Authors
M. T.
Momol
,
University of Florida, North Florida Research and Education Center, Quincy 32351
;
G. W.
Simone
,
University of Florida, Department of Plant Pathology, Gainesville 32611
;
W.
Dankers
,
R. K.
Sprenkel
, and
S. M.
Olson
,
University of Florida, North Florida Research and Education Center, Quincy 32351
;
E. A.
Momol
,
Cornell University, Department of Plant Pathology, Geneva, NY 14456
;
J. E.
Polston
,
University of Florida, Gulf Coast Research and Education Center, 5007 60th St. E., Bradenton 34203
; and
E.
Hiebert
,
University of Florida, Department of Plant Pathology, Gainesville 32611
In October 1998, symptoms characteristic of tomato yellow leaf curl virus (TYLCV) were observed on fresh market tomato (Lycopersicon esculentum Mill.) in four production fields, two in Decatur County, Georgia, and two in Gadsden County, Florida. Symptoms observed were plant stunting, reduced leaf size, yellow leaf margins, and mottling. The incidence of symptomatic plants was less than 1% in all fields examined. In most cases, symptoms were observed only on the upper portion of plants, suggesting these plants had been infected by secondary spread from an unknown source.

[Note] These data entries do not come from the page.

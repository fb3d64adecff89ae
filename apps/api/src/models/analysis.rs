use serde::{Deserialize, Serialize};

/// Typed outcome of one résumé analysis.
///
/// Created only by a successful parse of the generator's response and never
/// mutated afterwards; a new analysis replaces it wholesale. The nominal list
/// lengths (3–5 strengths, 5–8 keywords, ...) are requested from the generator
/// but not enforced here.
#[derive(Debug, Clone, PartialEq, Serialize, Deserialize)]
#[serde(rename_all = "camelCase")]
pub struct AnalysisResult {
    /// Nominally 0–100. Kept as returned; display code rounds and clamps.
    pub overall_score: f64,
    pub strengths: Vec<String>,
    pub improvements: Vec<String>,
    pub keywords: Vec<String>,
    pub tips: Vec<String>,
    pub summary: String,
}
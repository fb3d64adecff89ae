use axum::Json;
use serde_json::{json, Value};

/// GET /health
/// Returns a simple status object with service version.
pub async fn health_handler() -> Json<Value> {
    Json(json!({
        "status": "ok",
        "version": env!("CARGO_PKG_VERSION"),
        "service": "jobfolio-api"
    }))
}
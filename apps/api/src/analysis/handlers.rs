//! Axum route handlers for résumé analysis.

use axum::{
    extract::{Path, State},
    Json,
};
use serde::{Deserialize, Serialize};
use tracing::info;
use uuid::Uuid;

use crate::analysis::analyzer::analyze_resume;
use crate::analysis::AnalysisError;
use crate::errors::AppError;
use crate::preview::analysis::{project_analysis, AnalysisView};
use crate::session::handlers::load_session;
use crate::session::AnalysisState;
use crate::state::AppState;

#[derive(Debug, Deserialize)]
#[serde(rename_all = "camelCase")]
pub struct AnalyzeRequest {
    pub resume_text: String,
}

#[derive(Debug, Serialize)]
pub struct AnalysisResponse {
    pub analysis: AnalysisState,
    /// Present only when a result is stored.
    pub view: Option<AnalysisView>,
}

impl From<AnalysisState> for AnalysisResponse {
    fn from(analysis: AnalysisState) -> Self {
        let view = analysis.result().map(project_analysis);
        Self { analysis, view }
    }
}

/// POST /api/v1/sessions/:session_id/analysis
///
/// The generation call runs outside every session lock. Blank input is
/// rejected without touching the stored outcome; any other failure replaces it.
pub async fn handle_analyze(
    State(state): State<AppState>,
    Path(session_id): Path<Uuid>,
    Json(req): Json<AnalyzeRequest>,
) -> Result<Json<AnalysisResponse>, AppError> {
    let session = load_session(&state, session_id).await?;

    match analyze_resume(&req.resume_text, state.generator.as_ref(), &state.config.llm).await {
        Ok(result) => {
            let stored = AnalysisState::Ready { result };
            session.set_analysis(stored.clone()).await;
            info!("Stored analysis for session {session_id}");
            Ok(Json(stored.into()))
        }
        Err(AnalysisError::EmptyInput) => Err(AnalysisError::EmptyInput.into()),
        Err(e) => {
            if let Some(failed) = AnalysisState::from_error(&e) {
                session.set_analysis(failed).await;
            }
            Err(e.into())
        }
    }
}

/// GET /api/v1/sessions/:session_id/analysis
pub async fn handle_get_analysis(
    State(state): State<AppState>,
    Path(session_id): Path<Uuid>,
) -> Result<Json<AnalysisResponse>, AppError> {
    let session = load_session(&state, session_id).await?;
    Ok(Json(session.analysis().await.into()))
}

/// DELETE /api/v1/sessions/:session_id/analysis
pub async fn handle_clear_analysis(
    State(state): State<AppState>,
    Path(session_id): Path<Uuid>,
) -> Result<Json<AnalysisResponse>, AppError> {
    let session = load_session(&state, session_id).await?;
    session.set_analysis(AnalysisState::Empty).await;
    Ok(Json(AnalysisState::Empty.into()))
}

Nuclear inclusions characteristic of geminiviruses were observed by light microscopy in leaf tissue from symptomatic plants (1). To identify the geminivirus, total DNA from infected plants was extracted from six symptomatic tomato plants (two from Georgia and four from Florida) for polymerase chain reaction (PCR; J. E. Polston, personal communication). DNA was amplified with geminivirus DNA A degenerate primer set PAL1v1978 and PAR1c496 (2) from these extracts in addition to extracts from a known TYLCV-infected, a tomato mottle virus (ToMoV)-infected, and a healthy tomato plant. A PCR product of 1.4 kb was obtained from plants with TYLCV-like symptoms, while a 1.4-kb product and a 1.1-kb product were obtained from extracts of the known TYLCV-infected and ToMoV-infected tomato plants, respectively. No PCR product was obtained from extracts of healthy tomato plants. The 1.4-kb PCR products from one Georgia sample and one Florida sample were compared with those of TYLCV and ToMoV by restriction enzyme (RE) digestion with EcoRI and ClaI. The RE pattern of the 1.4-kb fragment from both samples was identical to the RE pattern of TYLCV and different from that of ToMoV. Adult and immature whiteflies collected from the fields where TYLCV was found were identified as Bemisia tabaci, the vector of TYLCV, but the biotype was not established. This report of TYLCV in south Georgia and north Florida extends the geographic range of TYLCV in the U.S. northward approximately 100 km. Georgia is the second state in which TYLCV was found since its initial detection in south Florida in July 1997 (J. E. Polston, personal communication). Monitoring of silverleaf whitefly populations and detection of TYLCV on alternate hosts will continue in order to estimate the potential impact of this virus on south Georgia and north Florida agriculture.
References: (1) R. G. Christie and J. R. Edwardson. Plant Dis. 70:273, 1986, (2) M. R. Rojas et al. Plant Dis. 77:340, 1993.